Skip to main content
. Author manuscript; available in PMC: 2016 May 1.
Published in final edited form as: Mol Cancer Ther. 2015 Mar 11;14(5):1247–1258. doi: 10.1158/1535-7163.MCT-14-0913

Figure 2. rNDV-B1/Fas infection induces higher cytotoxicity and an earlier apoptotic response in cancer cells.

Figure 2

A, cytopathic effect due to rNDV-B1/Fas infection. Confocal microscopy images of HeLa cells infected with rNDV-B1/Fas. Cells were infected at an MOI of 1 PFU/cell, fixed 20 hours post-infection and stained with monoclonal anti-human Fas antibody (red), polyclonal anti-NDV serum (green) and Hoechst for nuclear contrast. Left panel: composite Z-stack of six optical slices showing membrane and intracellular distribution of Fas receptor. Left panels show different late apoptotic feautures, like membrane blebbing and DNA fragmentation, observed among the infected population. Scale bar 50µm. B, cytotoxicity. HeLa, A549, HUH-7, C-33A and Ct26 cells were infected at an MOI of 1 PFU/cell and their viability was determined by MTT viability assay at different time points (24, 36 and 48 hours post-infection) (n=3, *p<0.05 **p<0.005, ***p< 0.0005).C, apoptosis induction during rNDV-B1 and rNDV-B1/Fas infection.
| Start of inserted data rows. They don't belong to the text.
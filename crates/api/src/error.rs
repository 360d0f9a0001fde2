#[derive(Debug, thiserror::Error)]
pub enum ApiError {
    #[error("Unknown entity kind: {0}")]
    UnknownKind(String),
    #[error("Source `{file}` is not valid UTF-8: {reason}")]
    InvalidEncoding { file: String, reason: String },
}

pub type ApiResult<T> = std::result::Result<T, ApiError>;
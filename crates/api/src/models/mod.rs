pub mod declaration;
pub mod diagnostic;
pub mod documentation;
pub mod entity;
pub mod kind;
pub mod language;
pub mod location;
pub mod naming;
pub mod source;
pub mod util;

pub use declaration::*;
pub use diagnostic::*;
pub use documentation::*;
pub use entity::*;
pub use kind::*;
pub use language::*;
pub use location::*;
pub use source::*;
//! Comment association.
//!
//! Trailing comments are matched first, by position: a comment inside a
//! method signature documents the argument before it, and a same-line comment
//! documents the argument or member it follows. Every other comment joins a
//! run that leads the next declaration, provided no code and no more than
//! `max_blank_lines` empty lines separate them.

use docscope_api::models::{
    AssociatedDeclaration, AssociationOutput, AttachedComment, CommentBlock, CommentPlacement,
    Declaration, Diagnostic, DiagnosticKind, EntityKind, SourceItem, SourceLocation, SourceUnit,
};
use docscope_api::AssociationConfig;
use tracing::debug;

#[derive(Debug, Clone, Copy, PartialEq, Eq)]
enum Target {
    Declaration(usize),
    Argument(usize, usize),
}

pub fn associate(unit: SourceUnit, config: &AssociationConfig) -> AssociationOutput {
    let SourceUnit {
        file,
        declarations,
        comments,
        items,
    } = unit;

    let mut leading: Vec<Vec<usize>> = vec![Vec::new(); declarations.len()];
    let mut trailing: Vec<Vec<usize>> = vec![Vec::new(); declarations.len()];
    let mut arguments: Vec<Vec<(usize, usize)>> = vec![Vec::new(); declarations.len()];
    let mut consumed = vec![false; comments.len()];
    let mut orphans: Vec<usize> = Vec::new();
    let mut diagnostics = Vec::new();

    for (index, comment) in comments.iter().enumerate() {
        match trailing_target(&declarations, comment) {
            Some(Target::Argument(decl, arg)) => arguments[decl].push((arg, index)),
            Some(Target::Declaration(decl)) => trailing[decl].push(index),
            None => continue,
        }
        consumed[index] = true;
    }

    let window = config.max_blank_lines;
    let mut pending: Vec<usize> = Vec::new();
    let mut after_same_line: Option<usize> = None;

    for item in &items {
        match *item {
            SourceItem::Comment { index } => {
                if consumed[index] {
                    if comments[index].placement == CommentPlacement::SameLine {
                        after_same_line = Some(index);
                    }
                    continue;
                }
                let comment = &comments[index];
                if comment.placement == CommentPlacement::ExplicitTrailing {
                    orphans.push(index);
                    continue;
                }
                if !pending.is_empty() && comment.blank_lines_before > window {
                    orphans.append(&mut pending);
                }
                pending.push(index);
                after_same_line = None;
            }
            SourceItem::Code { .. } => {
                orphans.append(&mut pending);
                after_same_line = None;
            }
            SourceItem::Declaration { index } => {
                let declaration = &declarations[index];
                let adjacent = declaration.blank_lines_before <= window;
                if !pending.is_empty() && adjacent {
                    leading[index] = std::mem::take(&mut pending);
                } else {
                    orphans.append(&mut pending);
                    if let Some(comment) = after_same_line.filter(|_| adjacent) {
                        if config.report_ambiguities {
                            diagnostics.push(
                                Diagnostic::warning(
                                    DiagnosticKind::AmbiguousAssociation,
                                    format!(
                                        "comment could document either the code before it or `{}`",
                                        declaration.name
                                    ),
                                )
                                .at(comments[comment].location.clone())
                                .about(declaration.name.to_string()),
                            );
                        }
                    }
                }
                after_same_line = None;
            }
        }
    }
    orphans.append(&mut pending);

    if config.report_orphans {
        for index in orphans {
            diagnostics.push(
                Diagnostic::warning(
                    DiagnosticKind::OrphanComment,
                    "documentation comment is not attached to any declaration",
                )
                .at(comments[index].location.clone()),
            );
        }
    }

    let declarations: Vec<AssociatedDeclaration> = declarations
        .into_iter()
        .enumerate()
        .map(|(i, declaration)| {
            let mut argument_comments: Vec<(usize, AttachedComment)> = Vec::new();
            let mut by_argument = std::mem::take(&mut arguments[i]);
            by_argument.sort();
            let mut start = 0;
            while start < by_argument.len() {
                let arg = by_argument[start].0;
                let end = by_argument[start..]
                    .iter()
                    .position(|&(a, _)| a != arg)
                    .map_or(by_argument.len(), |n| start + n);
                let run: Vec<usize> = by_argument[start..end].iter().map(|&(_, c)| c).collect();
                if let Some(attached) = attach(&comments, &run) {
                    argument_comments.push((arg, attached));
                }
                start = end;
            }
            AssociatedDeclaration {
                comment: attach(&comments, &leading[i]),
                trailing: attach(&comments, &trailing[i]),
                argument_comments,
                declaration,
            }
        })
        .collect();

    debug!(
        file = %file,
        declarations = declarations.len(),
        documented = declarations.iter().filter(|d| d.comment.is_some() || d.trailing.is_some()).count(),
        "Associated comments"
    );

    AssociationOutput {
        file,
        declarations,
        diagnostics,
    }
}

/// Concatenate comment blocks in source order.
fn attach(comments: &[CommentBlock], indices: &[usize]) -> Option<AttachedComment> {
    let (&first, rest) = indices.split_first()?;
    let mut text = comments[first].text.clone();
    let mut location: SourceLocation = comments[first].location.clone();
    for &index in rest {
        text.push('\n');
        text.push_str(&comments[index].text);
        location.range.extend_to(&comments[index].location.range);
    }
    Some(AttachedComment { text, location })
}

fn trailing_target(declarations: &[Declaration], comment: &CommentBlock) -> Option<Target> {
    let range = comment.location.range;
    let start = (range.start_line, range.start_col);

    // Inside a multi-line method signature.
    for (d, decl) in declarations.iter().enumerate() {
        if decl.kind != EntityKind::Method {
            continue;
        }
        let r = decl.location.range;
        if (r.start_line, r.start_col) < start && start < (r.end_line, r.end_col) {
            let argument = decl
                .arguments()
                .iter()
                .enumerate()
                .rev()
                .find(|(_, a)| (a.line, a.col) < start)
                .map(|(a, _)| Target::Argument(d, a));
            return argument.or(Some(Target::Declaration(d)));
        }
    }

    if !comment.is_trailing() {
        return None;
    }

    let mut nearest_argument: Option<(usize, Target)> = None;
    for (d, decl) in declarations.iter().enumerate() {
        for (a, arg) in decl.arguments().iter().enumerate() {
            if arg.line == start.0
                && arg.col < start.1
                && nearest_argument.is_none_or(|(col, _)| arg.col > col)
            {
                nearest_argument = Some((arg.col, Target::Argument(d, a)));
            }
        }
    }
    if let Some((_, target)) = nearest_argument {
        return Some(target);
    }

    declarations
        .iter()
        .enumerate()
        .filter(|(_, decl)| {
            let r = decl.location.range;
            decl.kind.is_member() && r.end_line == start.0 && r.end_col < start.1
        })
        .max_by_key(|(i, decl)| (decl.location.range.end_col, *i))
        .map(|(d, _)| Target::Declaration(d))
}

#[cfg(test)]
mod tests {
    use super::*;
    use crate::parser::ObjcParser;
    use crate::scanner::scan;
    use std::sync::Arc;

    fn run(src: &str, config: &AssociationConfig) -> AssociationOutput {
        let parser = ObjcParser::new().expect("objc grammar loads");
        let out = scan(&parser, Arc::from("A.h"), src);
        associate(out.unit, config)
    }

    fn comment_of<'a>(out: &'a AssociationOutput, name: &str) -> Option<&'a str> {
        out.declarations
            .iter()
            .find(|d| d.declaration.name == name)
            .and_then(|d| d.comment.as_ref())
            .map(|c| c.text.as_str())
    }

    #[test]
    fn test_leading_comment_within_window() {
        let out = run(
            "/** Class doc. */\n\n@interface Foo\n/** Method doc. */\n- (void)bar;\n@end",
            &AssociationConfig::default(),
        );
        assert_eq!(comment_of(&out, "Foo"), Some("Class doc."));
        assert_eq!(comment_of(&out, "bar"), Some("Method doc."));
    }

    #[test]
    fn test_too_many_blank_lines_detach() {
        let src = "/** Lost. */\n\n\n@interface Foo\n@end";
        let strict = run(src, &AssociationConfig::default());
        assert_eq!(comment_of(&strict, "Foo"), None);

        let loose = run(
            src,
            &AssociationConfig {
                max_blank_lines: 2,
                ..Default::default()
            },
        );
        assert_eq!(comment_of(&loose, "Foo"), Some("Lost."));
    }

    #[test]
    fn test_code_breaks_adjacency() {
        let out = run(
            "/** Not for Foo. */\nextern int x;\n@interface Foo\n@end",
            &AssociationConfig {
                report_orphans: true,
                ..Default::default()
            },
        );
        assert_eq!(comment_of(&out, "Foo"), None);
        assert_eq!(out.diagnostics.len(), 1);
        assert_eq!(out.diagnostics[0].kind, DiagnosticKind::OrphanComment);
    }

    #[test]
    fn test_consecutive_comments_are_concatenated() {
        let out = run(
            "/** First. */\n/** Second. */\n@interface Foo\n@end",
            &AssociationConfig::default(),
        );
        assert_eq!(comment_of(&out, "Foo"), Some("First.\nSecond."));
    }

    #[test]
    fn test_trailing_comments_on_properties_and_arguments() {
        let src = "@interface Foo\n@property int count; ///< How many.\n- (void)setA:(int)a /**< The a. */\n        b:(int)b; ///< The b.\n@end";
        let out = run(src, &AssociationConfig::default());
        let count = out
            .declarations
            .iter()
            .find(|d| d.declaration.name == "count")
            .unwrap();
        assert_eq!(count.trailing.as_ref().unwrap().text, "How many.");
        let method = out
            .declarations
            .iter()
            .find(|d| d.declaration.name == "setA:b:")
            .unwrap();
        let texts: Vec<_> = method
            .argument_comments
            .iter()
            .map(|(i, c)| (*i, c.text.as_str()))
            .collect();
        assert_eq!(texts, vec![(0, "The a."), (1, "The b.")]);
        assert!(method.comment.is_none());
    }

    #[test]
    fn test_same_line_comment_reports_ambiguity_when_enabled() {
        let src = "@interface Foo\n@property int a; /** A or b? */\n@property int b;\n@end";
        let out = run(
            src,
            &AssociationConfig {
                report_ambiguities: true,
                ..Default::default()
            },
        );
        let a = out.declarations.iter().find(|d| d.declaration.name == "a").unwrap();
        assert_eq!(a.trailing.as_ref().unwrap().text, "A or b?");
        assert_eq!(comment_of(&out, "b"), None);
        assert_eq!(out.diagnostics.len(), 1);
        assert_eq!(out.diagnostics[0].kind, DiagnosticKind::AmbiguousAssociation);
    }

    #[test]
    fn test_optional_marker_does_not_break_adjacency() {
        let out = run(
            "@protocol P\n/** Maybe. */\n@optional\n- (void)maybe;\n@end",
            &AssociationConfig::default(),
        );
        assert_eq!(comment_of(&out, "maybe"), Some("Maybe."));
    }

    #[test]
    fn test_plain_comments_are_ignored() {
        let out = run(
            "/** Doc. */\n// just a note\n@interface Foo\n@end",
            &AssociationConfig::default(),
        );
        assert_eq!(comment_of(&out, "Foo"), Some("Doc."));
    }
}
mod common;

use common::scan_source;
use docscope_api::models::{DeclarationDetail, DiagnosticKind, EntityKind, SourceItem};

const HEADER: &str = r#"#import <Foundation/Foundation.h>

NS_ASSUME_NONNULL_BEGIN

@class Baz;
@protocol Forward;

/** Something that draws. */
@protocol Drawing <NSObject>
- (void)draw;
@optional
/** Optional hook. */
- (void)willDraw;
@end

/**
 * A foo.
 */
NS_SWIFT_NAME(Foo)
@interface Foo<ObjectType> : NSObject <Drawing, NSCopying> {
    int _hidden;
}
@property (nonatomic, readonly) NSArray<ObjectType> *items;
+ (instancetype)fooWithItems:(NSArray<ObjectType> *)items;
- (instancetype)init NS_UNAVAILABLE;
@end

@interface Foo (Bar)
- (void)bar;
@end

@interface Foo ()
@property (nonatomic) BOOL secret;
@end

NS_ASSUME_NONNULL_END
"#;

#[test]
fn test_full_header_declarations() {
    let out = scan_source("Foo.h", HEADER);
    assert!(
        out.diagnostics
            .iter()
            .all(|d| d.kind != DiagnosticKind::UnterminatedConstruct),
        "{:?}",
        out.diagnostics
    );

    let summary: Vec<(EntityKind, &str)> = out
        .unit
        .declarations
        .iter()
        .map(|d| (d.kind, d.name.as_str()))
        .collect();
    assert_eq!(
        summary,
        vec![
            (EntityKind::Protocol, "Drawing"),
            (EntityKind::Method, "draw"),
            (EntityKind::Method, "willDraw"),
            (EntityKind::Class, "Foo"),
            (EntityKind::Property, "items"),
            (EntityKind::Method, "fooWithItems:"),
            (EntityKind::Method, "init"),
            (EntityKind::Category, "Foo(Bar)"),
            (EntityKind::Method, "bar"),
            (EntityKind::Extension, "Foo()"),
            (EntityKind::Property, "secret"),
        ]
    );
}

#[test]
fn test_class_header_details() {
    let out = scan_source("Foo.h", HEADER);
    let foo = &out.unit.declarations[3];
    let DeclarationDetail::Class(class) = &foo.detail else {
        panic!("expected class, got {:?}", foo.detail);
    };
    assert_eq!(class.superclass.as_deref(), Some("NSObject"));
    assert_eq!(class.protocols, vec!["Drawing", "NSCopying"]);
    assert_eq!(foo.attributes, vec!["NS_SWIFT_NAME(Foo)"]);

    let init = &out.unit.declarations[6];
    assert_eq!(init.attributes, vec!["NS_UNAVAILABLE"]);
    assert_eq!(init.parent, Some(3));
}

#[test]
fn test_optional_protocol_members() {
    let out = scan_source("Foo.h", HEADER);
    let optional: Vec<bool> = out.unit.declarations[1..3]
        .iter()
        .map(|d| match &d.detail {
            DeclarationDetail::Method(m) => m.optional,
            _ => panic!("expected method"),
        })
        .collect();
    assert_eq!(optional, vec![false, true]);
}

#[test]
fn test_missing_end_keeps_container() {
    let out = scan_source("Open.h", "@interface Open : NSObject\n- (void)a;\n");
    assert_eq!(out.unit.declarations.len(), 2);
    let unterminated: Vec<_> = out
        .diagnostics
        .iter()
        .filter(|d| d.kind == DiagnosticKind::UnterminatedConstruct)
        .collect();
    assert_eq!(unterminated.len(), 1);
    assert_eq!(unterminated[0].subject.as_deref(), Some("Open"));
}

#[test]
fn test_malformed_container_is_skipped() {
    let out = scan_source(
        "Bad.h",
        "@interface 123\n- (void)lost;\n@end\n@interface Good\n@end\n",
    );
    let names: Vec<_> = out.unit.declarations.iter().map(|d| d.name.as_str()).collect();
    assert_eq!(names, vec!["Good"]);
    assert!(out.diagnostics.iter().any(|d| {
        d.kind == DiagnosticKind::MalformedDeclaration
            && d.location.as_ref().map(|l| l.line()) == Some(1)
    }));
}

#[test]
fn test_items_follow_source_order() {
    let out = scan_source("Order.h", "/** A. */\n@interface A\n@end\nint x;\n/** B. */\n@interface B\n@end\n");
    let shape: Vec<&str> = out
        .unit
        .items
        .iter()
        .map(|item| match item {
            SourceItem::Declaration { .. } => "decl",
            SourceItem::Comment { .. } => "comment",
            SourceItem::Code { .. } => "code",
        })
        .collect();
    assert_eq!(shape, vec!["comment", "decl", "code", "comment", "decl", "code"]);
}

#[test]
fn test_scan_output_serializes() {
    let out = scan_source("Foo.h", HEADER);
    let json = serde_json::to_value(&out.unit).unwrap();
    assert_eq!(json["file"], "Foo.h");
    assert_eq!(json["declarations"][0]["kind"], "protocol");
}

#[test]
fn test_nested_comment_markers_and_strings_stay_opaque() {
    let src = "/** Uses \"@end\" in prose. */\n@interface Foo\n- (NSString *)tag; // @interface inside a comment\n@end\n";
    let out = scan_source("Quote.h", src);
    let names: Vec<_> = out.unit.declarations.iter().map(|d| d.name.as_str()).collect();
    assert_eq!(names, vec!["Foo", "tag"]);
    assert_eq!(out.unit.comments.len(), 1);
}

#[test]
fn test_implementation_with_semicolon_before_body() {
    let out = scan_source(
        "Foo.m",
        "@implementation Foo\n- (void)run; {\n    /** inside */\n}\n- (void)stop {}\n@end\n",
    );
    let methods: Vec<(&str, bool)> = out
        .unit
        .declarations
        .iter()
        .filter_map(|d| match &d.detail {
            DeclarationDetail::Method(m) => Some((d.name.as_str(), m.implementation)),
            _ => None,
        })
        .collect();
    assert_eq!(methods, vec![("run", true), ("stop", true)]);
    assert!(out.unit.comments.is_empty());
}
HeLa cells were infected at an MOI of 1 PFU/cell, collected at different times post-infection and double stained with Annexin-V/PI. Early (Annexin-V-positive) and late (Annexin-V/PI-double positive) apoptotic populations were assessed by flow cytometric analysis. Internal axes were defined using Annexin-V/PI data from mock uninfected HeLa cells. Density plots from one out of three independent experiments are shown. The percentage distribution of the different apoptotic stages is also shown (n=3; *p<0.05, ***p<0.0005).